Walikota Darwin 'Prihatin' Tentang Serangan Rudal Nuklir Korea Utara

News Portals: 11:53 WIB

WWIII - Walikota Darwin mengatakan bahwa akan sembrono mengabaikan ancaman potensial yang diajukan Korea Utara ke Australia setelah uji coba rudal antar benua yang berhasil banget. Kim Jong-un menggambarkan peluncuran kemarin lalu sebagai "hadiah untuk "bajingan AS" di Hari Kemerdekaan.

Para ahli khawatir atas rudal balistik memiliki kemampuan untuk membawa perangkat nuklir lebih dari 6700 km membawa bagian utara Australia ke dalam jangkauan.

Walikota Darwin Katrina Fong Lim mengatakan kepada sembilan.com.au bahwa dia merasa terganggu dengan laporan bahwa kotanya bisa menjadi target potensial.

"Reaksi langsung saya adalah bahwa kita khawatir tentu saja ketika Anda mendengar tentang jenis tindakan ini, hal itu menimbulkan sesuatu kekhawatiran.

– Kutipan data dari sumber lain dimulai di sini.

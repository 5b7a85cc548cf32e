/// Stylesheet parsing and class extraction.
///
/// `parser` turns stylesheet text into a rule tree; `extract` flattens that
/// tree into one `ClassDefinition` per class token per selector.
mod extract;
mod parser;

pub use extract::{ClassDefinition, extract_class_definitions};
pub use parser::{ParseError, parse_stylesheet};

/// Parse stylesheet text and extract every class definition in it.
pub fn analyze_stylesheet(src: &str, source_file: &str) -> Result<Vec<ClassDefinition>, ParseError> {
    let rules = parse_stylesheet(src)?;
    Ok(extract_class_definitions(&rules, source_file))
}

#[cfg(test)]
mod tests {
    use super::parser::ParseErrorKind;
    use super::*;

    #[test]
    fn analyze_stylesheet_end_to_end() {
        let css = ".btn, .link { color: blue }\n@media print { .btn { color: black } }";
        let defs = analyze_stylesheet(css, "main.css").unwrap();
        let names: Vec<&str> = defs.iter().map(|d| d.class_name.as_str()).collect();
        assert_eq!(names, vec!["btn", "link", "btn"]);
        assert_eq!(defs[2].enclosing_conditional.as_deref(), Some("print"));
        assert!(defs.iter().all(|d| d.source_file == "main.css"));
    }

    #[test]
    fn analyze_stylesheet_propagates_parse_errors() {
        let err = analyze_stylesheet(".btn { color: blue }\n}", "broken.css").unwrap_err();
        assert_eq!(err.kind, ParseErrorKind::UnexpectedCloseBrace);
    }
}
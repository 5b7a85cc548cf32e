use chrono::SecondsFormat;
use serde::Serialize;

use super::data::{AnalysisReport, Summary};
use crate::analyzer::FileFailure;
use crate::css::ClassDefinition;
use crate::detector::{DuplicateGroup, Priority, PropertyConflict};
use crate::walk::ScanWarning;

#[derive(Serialize)]
#[serde(rename_all = "camelCase")]
struct JsonGroup<'a> {
    class_name: &'a str,
    occurrence_count: usize,
    priority: Priority,
    distinct_property_set_count: usize,
    is_conflicting: bool,
    conflicts: &'a [PropertyConflict],
    occurrences: &'a [ClassDefinition],
}

impl<'a> From<&'a DuplicateGroup> for JsonGroup<'a> {
    fn from(g: &'a DuplicateGroup) -> Self {
        Self {
            class_name: &g.class_name,
            occurrence_count: g.occurrence_count(),
            priority: g.priority(),
            distinct_property_set_count: g.distinct_property_set_count,
            is_conflicting: g.is_conflicting,
            conflicts: &g.conflicts,
            occurrences: &g.occurrences,
        }
    }
}

#[derive(Serialize)]
#[serde(rename_all = "camelCase")]
struct JsonReport<'a> {
    timestamp: String,
    root: &'a str,
    total_files: usize,
    total_definitions: usize,
    total_classes: usize,
    duplicate_classes: usize,
    summary: &'a Summary,
    duplicates: Vec<JsonGroup<'a>>,
    failures: &'a [FileFailure],
    scan_warnings: &'a [ScanWarning],
}

/// Serialize the report to pretty-printed JSON with camelCase keys.
pub fn format_json(report: &AnalysisReport) -> Result<String, serde_json::Error> {
    let output = JsonReport {
        timestamp: report
            .generated_at
            .to_rfc3339_opts(SecondsFormat::Millis, true),
        root: &report.root,
        total_files: report.total_files,
        total_definitions: report.total_definitions,
        total_classes: report.total_classes,
        duplicate_classes: report.duplicate_classes(),
        summary: &report.summary,
        duplicates: report.duplicates.iter().map(JsonGroup::from).collect(),
        failures: &report.failures,
        scan_warnings: &report.scan_warnings,
    };
    serde_json::to_string_pretty(&output)
}

#[cfg(test)]
#[path = "json_test.rs"]
mod tests;
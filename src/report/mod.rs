//! Report building and rendering.
//!
//! `builder` turns the pipeline outputs into an `AnalysisReport`; `json`,
//! `markdown` and `console` render it. Rendering never recomputes anything,
//! so the two written artifacts always agree.

/// Summary counts and file ranking.
mod builder;
/// Report data structures.
pub(crate) mod data;
/// Structured (JSON) rendering.
mod json;
/// Human-readable (Markdown) rendering.
mod markdown;
/// Boxed console summary.
mod console;

pub use builder::build_report;
pub use console::print_summary;
pub use data::*;
pub use json::format_json;
pub use markdown::render_markdown;
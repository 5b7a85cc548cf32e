use chrono::{DateTime, Utc};
use serde::Serialize;

use crate::analyzer::FileFailure;
use crate::detector::{DuplicateGroup, Priority};
use crate::walk::ScanWarning;

/// Duplicate occurrences attributed to one source file.
#[derive(Debug, Clone, PartialEq, Eq, Serialize)]
#[serde(rename_all = "camelCase")]
pub struct FileStats {
    pub file: String,
    pub duplicate_count: usize,
    pub conflicting_count: usize,
}

/// Counts per priority bucket plus the files most involved in duplication.
#[derive(Debug, Clone, Default, PartialEq, Eq, Serialize)]
#[serde(rename_all = "camelCase")]
pub struct Summary {
    pub high_priority_conflicts: usize,
    pub medium_priority_conflicts: usize,
    pub harmless_duplicates: usize,
    pub total_occurrences: usize,
    pub files_with_most_duplicates: Vec<FileStats>,
}

/// Result of one analysis run. Built once, then serialized.
#[derive(Debug, Clone)]
pub struct AnalysisReport {
    pub generated_at: DateTime<Utc>,
    pub root: String,
    /// Every stylesheet found, including those that failed to parse.
    pub total_files: usize,
    pub total_definitions: usize,
    /// Distinct class names across all files.
    pub total_classes: usize,
    pub duplicates: Vec<DuplicateGroup>,
    pub failures: Vec<FileFailure>,
    pub scan_warnings: Vec<ScanWarning>,
    pub summary: Summary,
}

impl AnalysisReport {
    pub fn duplicate_classes(&self) -> usize {
        self.duplicates.len()
    }

    /// Groups in one priority bucket, in report order.
    pub fn groups_with(&self, priority: Priority) -> impl Iterator<Item = &DuplicateGroup> {
        self.duplicates
            .iter()
            .filter(move |g| g.priority() == priority)
    }
}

Darwin selalu menjadi kota strategis di utara Australia dan itulah realitas di mana kita tinggal," katanya.

"Darwin adalah satu-satunya kota di Australia yang dibom oleh Jepang pada Perang Dunia II." Walikota tidak akan berkomentar mengenai kepemimpinan Korea Utara namun mengakui bahwa ketakutan merupakan reaksi alami ketika berhadapan dengan prospek potensial berada di jalur tembak Pyongyang.

Menurut Brett McLeod, Rudal terbaru Korea Utara mungkin tidak membawa muatan tapi mengirim pesan "Orang normal tentu saja akan khawatir. Saya tidak yakin akan berbuah komentar resmi tentang sebuah isu nasional, tapi secara pribadi, sebagai warga kota paling utara di Australia saya selalu khawatir."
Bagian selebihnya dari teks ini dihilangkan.